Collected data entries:
*** Begin section ***
use std::sync::Arc;

use ndarray::Array2;

use crate::{
    data::PriceTable,
    error::{EnvError, EnvResult},
    gym::Step,
    types::{Action, Info, Observation},
};

use super::{config::EnvConfig, env::TradingEnv};

/// Result of stepping every member once
pub struct VecStep {
    pub steps: Vec<Step<Observation, Info>>,
    /// First observation of the new episode for members that terminated and
    /// were reset, `None` for the rest
    pub reset_observations: Vec<Option<Observation>>,
}

/// Several independent environments over one shared price table, stepped in
/// turn on the calling thread.
pub struct VecEnv {
    pub envs: Vec<TradingEnv>,
    seed: Option<u64>,
}

impl VecEnv {
    pub fn new(prices: Arc<PriceTable>, config: EnvConfig, count: usize) -> EnvResult<Self> {
        if count == 0 {
            return Err(EnvError::InvalidConfiguration(
                "a vectorized environment needs at least one member".to_string(),
            ));
        }

        let mut envs = Vec::with_capacity(count);
        for env_id in 0..count {
            let mut env = TradingEnv::new(Arc::clone(&prices), config.clone())?;
            env.env_id = env_id;
            envs.push(env);
        }

        Ok(Self { envs, seed: None })
    }

    pub fn len(&self) -> usize {
        self.envs.len()
    }

    pub fn is_empty(&self) -> bool {
        self.envs.is_empty()
    }

    /// Resets every member, seeding member `i` with `seed + i`.
    pub fn reset(&mut self, seed: Option<u64>) -> EnvResult<Vec<Observation>> {
        self.seed = seed;
        self.envs
            .iter_mut()
            .enumerate()
            .map(|(index, env)| {
                let member_seed = seed.map(|seed| seed.wrapping_add(index as u64));
                env.reset(member_seed).map(|(observation, _)| observation)
            })
            .collect()
    }

    /// Steps member `i` with `actions[i]`, resetting members whose episode ended.
    ///
    /// Every member's action is checked before any member moves, so an error
    /// leaves the whole batch where it was.
    pub fn step(&mut self, actions: &[Vec<u32>]) -> EnvResult<VecStep> {
        if actions.len() != self.envs.len() {
            return Err(EnvError::InvalidAction(format!(
                "{} actions for {} environments",
                actions.len(),
                self.envs.len()
            )));
        }

        let mut decoded = Vec::with_capacity(actions.len());
        for (env, action) in self.envs.iter().zip(actions) {
            let action = Action::decode(action, env.config.n_assets())?;
            env.check_step(&action)?;
            decoded.push(action);
        }

        let mut steps = Vec::with_capacity(self.envs.len());
        let mut reset_observations = Vec::with_capacity(self.envs.len());

        for (env, action) in self.envs.iter_mut().zip(&decoded) {
            let step = env.step_action(action)?;

            let reset_observation = if step.is_done() {
                // no reseed, the member's RNG stream carries on
                let (observation, _) = env.reset(None)?;
                Some(observation)
            } else {
                None
            };

            steps.push(step);
            reset_observations.push(reset_observation);
        }

        Ok(VecStep {
            steps,
            reset_observations,
        })
    }

    /// The observation each member acts on next, as a `[members, assets]` batch.
    pub fn observation_batch(&self, step: &VecStep) -> Array2<f32> {
        let observations: Vec<Observation> = step
            .steps
            .iter()
            .zip(&step.reset_observations)
            .map(|(step, reset)| reset.clone().unwrap_or_else(|| step.observation.clone()))
            .collect();

        match self.envs.first() {
            Some(env) => env.observation_space().stack(&observations),
            None => Array2::zeros((0, 0)),
        }
    }

    pub fn seed(&self) -> Option<u64> {
        self.seed
    }
}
*** End section ***
About this exercise ::
Show me every line in the data above that includes "EnvError".

Response area ::
    error::{EnvError, EnvResult},
            return Err(EnvError::InvalidConfiguration(
            return Err(EnvError::InvalidAction(format!(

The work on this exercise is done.